Prof. Moshe Weinfeld passed away on April 29, 2009, on Israel’s 61st Independence Day. Weinfeld’s wisdom was biblical in its breadth and depth, both “a plastered cistern, which loseth not a drop,” and a “welling spring.” Like the biblical hakham, his knowledge was all-encompassing, encyclopedic, “from the cedar in Lebanon to the hyssop that grows out of the wall.” True to his name, “Moshe was a very humble man,” and his modesty accompanied his approach to every person, both in his personal and in his academic dealings. In his scholarship, he “sought to discover useful … truthful sayings,” yet he did not present them as the only, final, and definitive word, always leaving room for further discussion. His studies, while supplying vast sources—biblical and extrabiblical—on the subject at hand, erudite and stimulating, are not of the “oracular” style. Often his research represents a new chapter in the book of knowledge, presenting the opening page while inviting others to step in after him and add their contributions to this wonderful field. Likewise, as a teacher he was never intimidating toward his students but rather was always pleasant and gracious. He shared his ideas and interpretations with his students, and we felt lucky to gain access to the man whose name we knew only too well from his many written studies.

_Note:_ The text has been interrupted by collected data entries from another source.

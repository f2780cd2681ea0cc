//! Autocomplete widget state.

use crate::config::AutocompleteConfig;
use crate::error::{SourceError, WidgetError};

/// A suggestion lookup the owner must perform.
///
/// The generation identifies the request; pass it back to
/// [`Autocomplete::apply`] together with the result.
#[derive(Debug, Clone, PartialEq, Eq)]
pub struct SuggestionRequest {
    pub generation: u64,
    pub query: String,
}

/// What happened to a completed lookup.
#[derive(Debug, Clone, PartialEq, Eq)]
pub enum ApplyOutcome {
    /// The list was replaced with this many suggestions.
    Applied(usize),
    /// A newer request was issued (or the query was cleared) since this one.
    Stale,
    /// The lookup failed; the previous list is kept and an error is shown.
    Failed,
}

/// Result of submitting the search form.
#[derive(Debug, Clone, PartialEq, Eq)]
pub enum SubmitOutcome {
    /// Proceed with a full navigation to `url`.
    Navigate { url: String },
    /// Submission cancelled; show `message` to the user.
    Blocked { message: String },
}

impl SubmitOutcome {
    pub fn is_blocked(&self) -> bool {
        matches!(self, Self::Blocked { .. })
    }
}

/// State machine behind the zip-code search input.
///
/// - Idle: query empty or shorter than `min_query_len`; no suggestions, no
///   request.
/// - Querying: every input event issues one [`SuggestionRequest`].
/// - Selected: a suggestion was picked; it becomes the query.
/// - Dismissed: a click landed outside the widget; suggestions cleared.
///
/// Every request bumps a generation counter. Only the response to the latest
/// request is applied; idle input, selection and dismissal also bump it so an
/// in-flight response can never reopen the list.
#[derive(Debug, Clone, Default)]
pub struct Autocomplete {
    config: AutocompleteConfig,
    query: String,
    suggestions: Vec<String>,
    generation: u64,
    error: Option<String>,
}

impl Autocomplete {
    pub fn new(config: AutocompleteConfig) -> Self {
        Self {
            config,
            ..Default::default()
        }
    }

    /// Create an autocomplete whose input already holds `query`.
    /// No request is issued for it.
    pub fn with_query(mut self, query: impl Into<String>) -> Self {
        self.query = query.into();
        self
    }

    pub fn config(&self) -> &AutocompleteConfig {
        &self.config
    }

    pub fn query(&self) -> &str {
        &self.query
    }

    pub fn suggestions(&self) -> &[String] {
        &self.suggestions
    }

    /// The dropdown is open while there is anything to pick.
    pub fn is_open(&self) -> bool {
        !self.suggestions.is_empty()
    }

    /// Generation of the most recently issued request.
    pub fn generation(&self) -> u64 {
        self.generation
    }

    /// Transient error from the last failed lookup, if any.
    pub fn error(&self) -> Option<&str> {
        self.error.as_deref()
    }

    // -------------------------------------------------------------------------
    // Transitions
    // -------------------------------------------------------------------------

    /// The input's value changed.
    ///
    /// Returns the request to perform, or `None` when the query is too short,
    /// in which case the suggestions are cleared immediately.
    pub fn on_input(&mut self, value: impl Into<String>) -> Option<SuggestionRequest> {
        self.query = value.into();
        self.error = None;
        self.generation += 1;

        if self.query.is_empty() || self.query.chars().count() < self.config.min_query_len {
            log::debug!(
                "Autocomplete::on_input idle generation={} query={:?}",
                self.generation,
                self.query
            );
            self.suggestions.clear();
            return None;
        }

        log::debug!(
            "Autocomplete::on_input request generation={} query={:?}",
            self.generation,
            self.query
        );
        Some(SuggestionRequest {
            generation: self.generation,
            query: self.query.clone(),
        })
    }

    /// Apply the result of a lookup.
    pub fn apply(
        &mut self,
        generation: u64,
        result: Result<Vec<String>, SourceError>,
    ) -> ApplyOutcome {
        if generation != self.generation {
            log::debug!(
                "Autocomplete::apply stale generation={} latest={}",
                generation,
                self.generation
            );
            return ApplyOutcome::Stale;
        }

        match result {
            Ok(mut suggestions) => {
                if let Some(max) = self.config.max_suggestions {
                    suggestions.truncate(max);
                }
                log::debug!(
                    "Autocomplete::apply generation={} count={}",
                    generation,
                    suggestions.len()
                );
                let count = suggestions.len();
                self.suggestions = suggestions;
                self.error = None;
                ApplyOutcome::Applied(count)
            }
            Err(e) => {
                log::warn!(
                    "suggestion lookup failed for {:?} (generation {}): {}",
                    self.query,
                    generation,
                    e
                );
                self.error = Some(e.user_message().to_string());
                ApplyOutcome::Failed
            }
        }
    }

    /// Pick the suggestion at `index`. Returns the chosen zip code.
    pub fn select(&mut self, index: usize) -> Result<String, WidgetError> {
        let chosen = self
            .suggestions
            .get(index)
            .cloned()
            .ok_or(WidgetError::NoSuggestion {
                index,
                len: self.suggestions.len(),
            })?;

        log::debug!("Autocomplete::select index={} value={}", index, chosen);
        self.query = chosen.clone();
        self.close();
        Ok(chosen)
    }

    /// A click landed outside the input and the list. The query is kept.
    pub fn dismiss(&mut self) {
        if self.is_open() || self.error.is_some() {
            log::debug!("Autocomplete::dismiss query={:?}", self.query);
        }
        self.close();
    }

    fn close(&mut self) {
        self.suggestions.clear();
        self.error = None;
        self.generation += 1;
    }

    /// The search form was submitted.
    pub fn submit(&self) -> SubmitOutcome {
        if self.query.is_empty() {
            log::debug!("Autocomplete::submit blocked: empty query");
            return SubmitOutcome::Blocked {
                message: self.config.empty_query_message.clone(),
            };
        }

        let url = format!(
            "{}?{}={}",
            self.config.search_action,
            self.config.search_param,
            urlencoding::encode(&self.query)
        );
        log::debug!("Autocomplete::submit url={}", url);
        SubmitOutcome::Navigate { url }
    }
}

#[cfg(test)]
mod tests {
    use super::*;

    #[test]
    fn test_generation_increases_on_every_input() {
        let mut ac = Autocomplete::default();
        let first = ac.on_input("9").unwrap();
        let second = ac.on_input("90").unwrap();
        assert!(second.generation > first.generation);
        assert_eq!(ac.generation(), second.generation);
    }

    #[test]
    fn test_min_query_len() {
        let mut ac = Autocomplete::new(AutocompleteConfig::default().with_min_query_len(3));
        assert!(ac.on_input("90").is_none());
        assert!(ac.on_input("900").is_some());
    }

    #[test]
    fn test_empty_query_idle_with_zero_min_len() {
        let mut ac = Autocomplete::new(AutocompleteConfig {
            min_query_len: 0,
            ..Default::default()
        });
        assert!(ac.on_input("").is_none());
        assert!(ac.on_input("9").is_some());
    }

    #[test]
    fn test_max_suggestions_truncates() {
        let mut ac = Autocomplete::new(AutocompleteConfig::default().with_max_suggestions(1));
        let req = ac.on_input("9").unwrap();
        let outcome = ac.apply(req.generation, Ok(vec!["90001".into(), "90002".into()]));
        assert_eq!(outcome, ApplyOutcome::Applied(1));
        assert_eq!(ac.suggestions(), ["90001"]);
    }

    #[test]
    fn test_select_out_of_range() {
        let mut ac = Autocomplete::default();
        assert_eq!(
            ac.select(0),
            Err(WidgetError::NoSuggestion { index: 0, len: 0 })
        );
    }
}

Moshe was born in 1925 in Tsanz, Poland, home to one of the important Hassidic dynasties. Up to the age of 14 he went every morning to a Polish school, after which he was taught Jewish studies until 20:00. By then he was considered an illuy—a prodigy in Talmud and secular studies. At the beginning of the Second World War, his family escaped to Russia and was sent to Siberia, where Moshe worked in the gold mines. To keep himself awake during the long daily walks through the woods, he would recite the biblical verses he knew by heart. In 1947 Weinfeld’s family immigrated to Israel. After the forced break in his formal education, Moshe completed his high school diploma while serving in the army (1948–1950), then began his studies at the departments of Bible and Hebrew Language at the Hebrew University of Jerusalem, with Profs. M. D. Cassuto, Yehezkel Kaufmann, and Isac L. Seeligmann. The book of Deuteronomy, the Archimedean point of departure for modern theories regarding the authorship of the Bible, fascinated Weinfeld. His first book, published in 1972, was Deuteronomy and the Deuteronomic School. Now a classic in the research of Deuteronomy, this book, based on his Ph.D. dissertation, is a major contribution to the understanding of Deuteronomistic style and unique ideology. In 1991 he published a commentary on Deuteronomy 1–11 in the Anchor Bible series. Weinfeld’s study of biblical reality and ideology is well-represented in his books Social Justice in Ancient Israel and in the Ancient Near East (Hebrew 1985; ET 1995) and From Joshua to Josiah: Turning Points in the History of Israel from the Conquest of the Land until the Fall of Judah (Hebrew 1992). The perception of the Land of Israel stood in the focus of another book, The Promise of the Land: The Inheritance of the Land of Canaan by the Israelites, published in 1993. Other books that he published deal with varied subjects such as the social structure of the Qumran sect (Normative and Sectarian Judaism in the Second Temple Period, 2005) and ancient Jewish liturgy.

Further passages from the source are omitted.